La ville recèle encore trois beaux spécimens de brasseries-malteries épargnés par les guerres :

Face au marché couvert, on rejoint l'ancienne place au Bois, aujourd'hui rue Saint-Jacques. La construction de la brasserie-malterie LA CAMBRÉSIENNE remonte à la seconde moitié du 19ème siècle, elle aurait été établie sur le site de l'ancien hôpital Saint-Jacques-au-Bois, qui abritait déjà une brasserie. En 1927, elle était la propriété de M Édouard BIDAULT et produisait, à cette époque, 36 000 hl. Elle est remarquable grâce à son immense touraille. Elle cessera son activité entre les deux guerres. C'était une des plus importantes brasseries du Cambrésis avec une production de 60 000 hl. On note l'utilisation de la polychromie pour le décor en céramique se sa façade. Sous l'arc d'une fenêtre apparaît la tête du légendaire roi Gambrinus.

 

cambresienne 2

 

Établie rue Saint-Georges vers 1805, sur le site d'une autre brasserie du 18ème siècle, la brasserie SAINT GEORGES devint la société par actions WENIS FRERES, FALLEUR et MARISSAL, et son activité s'arrêtera en 1940. La brasserie proprement dite a été détruite, ne subsiste que la malterie avec sa touraille carrée où la cheminée d'aération remplace la girouette. On remarque la forme plein cintre des baies, l'alternance de briques brunes et roses de la corniche et des arcades. La représentation sculptée de Saint Georges terrassant le dragon ou de Saint Michel sans son cheval est unique dans le Cambrésis et rappelle que la tradition brassicole préconise de fabriquer la bière entre la Saint Michel le 29 septembre et la Saint Georges le 23 avril.

 

Saint Georges 11

 

Direction Niergnies, rue Saint Ladre, la troisième brasserie est un ensemble du 19ème siècle, composé d'un logement de contre-maître, d'une brasserie-malterie auxquels s'adjoignent bureaux, grande cour, entrepôt, hangar et atelier de réparation... Les immeubles réservés à la fabrication et à l'élaboration de la bière datent de 1890. La brasserie produisait 50 000 hl de bières et de limonades.

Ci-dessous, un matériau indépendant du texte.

//! Canonical quote shapes returned by the gateway

use serde::{Deserialize, Serialize};
use serde_json::Value;

use crate::providers::ProviderId;

/// One provider payload mapped into the canonical quote record
///
/// All numeric fields are carried as strings to avoid precision loss on
/// 18-decimal token amounts. Fields a provider did not supply are empty
/// strings (or the documented defaults), never errors.
#[derive(Debug, Clone, PartialEq, Serialize, Deserialize)]
#[serde(rename_all = "camelCase")]
pub struct NormalizedQuote {
	pub buy_amount: String,
	pub sell_amount: String,
	pub price: String,
	pub estimated_gas: String,
	pub sources: Vec<Value>,
	/// The untouched provider payload, for downstream consumers that need
	/// provider-specific fields.
	pub provider_raw: Value,
}

/// The successful outcome of a quote fallback chain
#[derive(Debug, Clone, PartialEq, Serialize, Deserialize)]
pub struct AggregatedQuote {
	pub source: ProviderId,
	pub data: NormalizedQuote,
}

/// The successful outcome of a prepare-swap fallback chain
///
/// Prepare-swap passes the winning provider's payload through unnormalized.
#[derive(Debug, Clone, PartialEq, Serialize, Deserialize)]
pub struct PreparedSwap {
	pub source: ProviderId,
	pub data: Value,
}

/// Wire shape for quote responses, with the cache marker
///
/// The first response for a given key is never marked cached; only replays
/// served from the cache carry `"cached": true`.
#[derive(Debug, Clone, Serialize, Deserialize)]
pub struct QuoteResponse {
	#[serde(skip_serializing_if = "Option::is_none")]
	pub cached: Option<bool>,
	#[serde(flatten)]
	pub quote: AggregatedQuote,
}

impl QuoteResponse {
	/// A freshly aggregated quote, no cache marker.
	pub fn fresh(quote: AggregatedQuote) -> Self {
		Self {
			cached: None,
			quote,
		}
	}

	/// A quote replayed from the cache.
	pub fn replayed(quote: AggregatedQuote) -> Self {
		Self {
			cached: Some(true),
			quote,
		}
	}
}

#[cfg(test)]
mod tests {
	use super::*;
	use serde_json::json;

	fn sample_quote() -> AggregatedQuote {
		AggregatedQuote {
			source: ProviderId::ZeroX,
			data: NormalizedQuote {
				buy_amount: "3000000000".to_string(),
				sell_amount: "1000000000000000000".to_string(),
				price: "3e-9".to_string(),
				estimated_gas: "0".to_string(),
				sources: vec![],
				provider_raw: json!({"buyAmount": "3000000000"}),
			},
		}
	}

	#[test]
	fn fresh_response_omits_cached_marker() {
		let body = serde_json::to_value(QuoteResponse::fresh(sample_quote())).unwrap();
		assert!(body.get("cached").is_none());
		assert_eq!(body["source"], "zeroX");
		assert_eq!(body["data"]["buyAmount"], "3000000000");
	}

	#[test]
	fn replayed_response_carries_cached_marker() {
		let fresh = serde_json::to_value(QuoteResponse::fresh(sample_quote())).unwrap();
		let mut replayed = serde_json::to_value(QuoteResponse::replayed(sample_quote())).unwrap();

		assert_eq!(replayed["cached"], true);
		// Apart from the marker the two payloads are identical.
		replayed.as_object_mut().unwrap().remove("cached");
		assert_eq!(fresh, replayed);
	}

	#[test]
	fn normalized_quote_uses_camel_case_wire_names() {
		let body = serde_json::to_value(sample_quote()).unwrap();
		let data = body["data"].as_object().unwrap();
		assert!(data.contains_key("buyAmount"));
		assert!(data.contains_key("sellAmount"));
		assert!(data.contains_key("estimatedGas"));
		assert!(data.contains_key("providerRaw"));
	}
}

En 1905, elle se forme en société coopérative A. CLOEZ & Cie, dite brasserie du XX°. En 1913, elle est dirigée par J. MARISSAL , en 1927 par M. LEFEBVRE-MASSIN et en 1946 par Gustave DELCOUR et Lucien DELFOLIE. La malterie a fonctionné jusqu'en 1969, la brasserie jusqu'en 1972, date à laquelle elle occupait une soixantaine d'ouvriers. Elle fut reprise à cette même date par la G.B.M. De Roubaix (59). On remarque le symbole « XX° » sur les bâtiments construits après 1900. Une partie de l'usine a été détruite en 1994.

 

 

MARCOING  

La brasserie RIONDEL dite de SAINT ROCH est installée en bordure du canal de Saint Quentin. C'est une ferme et brasserie à la fois qui date de 1813 ou 1817 et l'ensemble a été remanié au fil du temps. L'atelier de fabrication est assez imposant ; on y retrouve les ouvertures en plein cintre à meneaux métalliques. La cheminée, le grenier à grain et l'entrepôt sont témoins de l'activité brassicole. La brasserie cesse de produire pendant la seconde guerre mondiale.

 

Riondel 6 

 

Face à la mairie, se dresse la brasserie-malterie BOULANGER dite aussi de l' EAUETTE, reconnaissable à sa cheminée carrée. Aménagée successivement en ensemble brassicole, le petit atelier de fabrication apparaît démesuré à côté du logement patronal imposant. Cette brasserie a cessé toute activité vers 1950.

 

 Boulanger 1

 

AUBENCHEUL AU BAC

Située face à la mairie, la brasserie-malterie SOLAU est fondée en 1873 et fonctionne jusqu'en 1969. Il ne subsiste qu'une infime partie de l'ancienne malterie, qui accueille actuellement le service animation du village. En face de ce bâtiment où alternent pierre blanche et brique, s'élèvent la ferme et le logement des anciens propriétaires.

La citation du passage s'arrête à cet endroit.